Studie zum Thema Cybermobbing: Jedes 6. Kind betroffen
WDR aktuell. 27.03.2024. 11:29 Min.. Verfügbar bis 27.03.2026. WDR. Von Cengiz Ünal.
Immer mehr Kinder und Jugendliche Opfer von Cybermobbing
Stand: 27.03.2024, 12:13 Uhr
Etwa jedes sechste Schulkind im Alter von elf bis 15 Jahren ist nach Angaben der Weltgesundheitsorganisation (WHO) im Jahr 2022 in Onlinediensten gemobbt worden.
Dies bedeutet einen Anstieg um drei Punkte innerhalb von vier Jahren, wie aus einer am Mittwoch veröffentlichten Studie hervorgeht. "Dieser Bericht ist ein Alarmsignal, das uns nötigt, gegen Gewalt vorzugehen, wann und wo sie entsteht", sagte Hans Kluge, WHO-Regionaldirektor für Europa.

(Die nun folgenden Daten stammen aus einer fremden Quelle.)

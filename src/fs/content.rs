use super::mpath::MountpathInfo;
use super::{Error, Locality, Result};
use std::fmt::Display;
use std::path::{Component, Path, PathBuf};
use std::str::FromStr;
use std::sync::atomic::{AtomicU16, Ordering};
use std::sync::Arc;

/// the content-type registry. every file under a mountpath lives under
/// exactly one of these top-level directories:
///
///   <mountpath>/<content-type>/{local|cloud}/<bucket>/<object-name>
///
/// workfile names additionally carry a 16-bit hex tie-breaker and a role
/// tag so two concurrent writers of the same object cannot collide.
#[derive(Debug, Clone, Copy, PartialEq, Eq, Hash)]
pub enum ContentType {
    Object,
    Workfile,
    /// erasure-coded slices and replicas held for peer targets
    EcSlice,
}

impl ContentType {
    pub fn as_str(&self) -> &'static str {
        match self {
            Self::Object => "object",
            Self::Workfile => "workfile",
            Self::EcSlice => "ec",
        }
    }
}

impl Display for ContentType {
    fn fmt(&self, f: &mut std::fmt::Formatter<'_>) -> std::fmt::Result {
        f.write_str(self.as_str())
    }
}

impl FromStr for ContentType {
    type Err = &'static str;

    fn from_str(s: &str) -> std::result::Result<Self, Self::Err> {
        match s {
            "object" => Ok(Self::Object),
            "workfile" => Ok(Self::Workfile),
            "ec" => Ok(Self::EcSlice),
            _ => Err("unknown content type"),
        }
    }
}

/// workfile roles. the role rides in the name so a crash leaves
/// self-describing litter.
pub const WORK_PUT: &str = "put";
pub const WORK_COPY: &str = "copy";
pub const WORK_EC: &str = "ec";

// The tie-breaker is a per-process counter offset by a random salt taken
// at startup. Uniqueness is only required within the lifetime of a write.
struct TieBreaker {
    salt: u16,
    counter: AtomicU16,
}

impl TieBreaker {
    fn new() -> TieBreaker {
        TieBreaker {
            salt: uuid::Uuid::new_v4().as_u128() as u16,
            counter: AtomicU16::new(0),
        }
    }

    fn next(&self) -> u16 {
        self.salt
            .wrapping_add(self.counter.fetch_add(1, Ordering::Relaxed))
    }
}

lazy_static::lazy_static! {
    static ref WORK_TIE: TieBreaker = TieBreaker::new();
}

/// generate a unique workfile name for base object name `objname`.
pub fn work_name(objname: &str, role: &str) -> String {
    format!("{}.{:04x}.{}", objname, WORK_TIE.next(), role)
}

/// split a workfile name back into (object-name, tie-breaker, role).
pub fn parse_work_name(name: &str) -> Option<(&str, u16, &str)> {
    let (rest, role) = name.rsplit_once('.')?;
    let (base, tie) = rest.rsplit_once('.')?;
    let tie = u16::from_str_radix(tie, 16).ok()?;
    if base.is_empty() || role.is_empty() {
        return None;
    }
    Some((base, tie, role))
}

/// a fully parsed object FQN. parsing is total for any well-formed FQN:
/// the mountpath resolves by longest prefix over the available set, and
/// the next three segments are content-type, locality, and bucket.
#[derive(Debug, Clone)]
pub struct ParsedFqn {
    pub mpath: Arc<MountpathInfo>,
    pub content_type: ContentType,
    pub local: Locality,
    pub bucket: String,
    pub objname: String,
}

impl ParsedFqn {
    /// rebuild the canonical FQN from the parsed parts.
    pub fn fqn(&self) -> PathBuf {
        self.mpath
            .make_bucket_dir(self.content_type, self.local, &self.bucket)
            .join(&self.objname)
    }
}

pub(super) fn parse_under(mpath: &Arc<MountpathInfo>, fqn: &Path) -> Result<ParsedFqn> {
    let rel = fqn
        .strip_prefix(&mpath.path)
        .map_err(|_| Error::InvalidFqn(fqn.into()))?;

    let mut comps = rel.components();
    let seg = |c: Option<Component>| -> Result<String> {
        match c {
            Some(Component::Normal(s)) => Ok(s.to_string_lossy().into_owned()),
            _ => Err(Error::InvalidFqn(fqn.into())),
        }
    };

    let content_type: ContentType = seg(comps.next())?
        .parse()
        .map_err(|_| Error::InvalidFqn(fqn.into()))?;
    let local: Locality = seg(comps.next())?
        .parse()
        .map_err(|_| Error::InvalidFqn(fqn.into()))?;
    let bucket = seg(comps.next())?;

    let objname = comps.as_path().to_string_lossy().into_owned();
    if bucket.is_empty() || objname.is_empty() {
        return Err(Error::InvalidFqn(fqn.into()));
    }

    Ok(ParsedFqn {
        mpath: mpath.clone(),
        content_type,
        local,
        bucket,
        objname,
    })
}

#[cfg(test)]
mod test {
    use super::*;
    use std::collections::HashSet;

    #[test]
    fn work_name_roundtrip() {
        let name = work_name("a/b.bin", WORK_PUT);
        let (base, _tie, role) = parse_work_name(&name).expect("parse failed");
        assert_eq!(base, "a/b.bin");
        assert_eq!(role, "put");
    }

    #[test]
    fn work_name_unique() {
        let names: HashSet<String> = (0..128).map(|_| work_name("obj", WORK_PUT)).collect();
        assert_eq!(names.len(), 128);
    }

    #[test]
    fn work_name_rejects_garbage() {
        assert!(parse_work_name("plain").is_none());
        assert!(parse_work_name("obj.zzzz.put").is_none());
        assert!(parse_work_name(".0001.put").is_none());
    }

    #[test]
    fn content_type_parse() {
        assert_eq!("object".parse::<ContentType>().unwrap(), ContentType::Object);
        assert_eq!(
            "workfile".parse::<ContentType>().unwrap(),
            ContentType::Workfile
        );
        assert!("meta".parse::<ContentType>().is_err());
    }
}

Der Anteil körperlicher Übergriffe hat sich mit elf Prozent kaum verändert, er lag vier Jahre zuvor bei zehn Prozent. Die virtuellen Formen der Gewalt unter Gleichaltrigen nahmen demnach jedoch seit Beginn der Corona-Pandemie stark zu. Dazu gehören etwa Beleidigungen, die Verbreitung von bloßstellenden Fotos und Videos oder das Anlegen von Fake-Profilen, die vermeintlich von den Betroffenen selbst stammen.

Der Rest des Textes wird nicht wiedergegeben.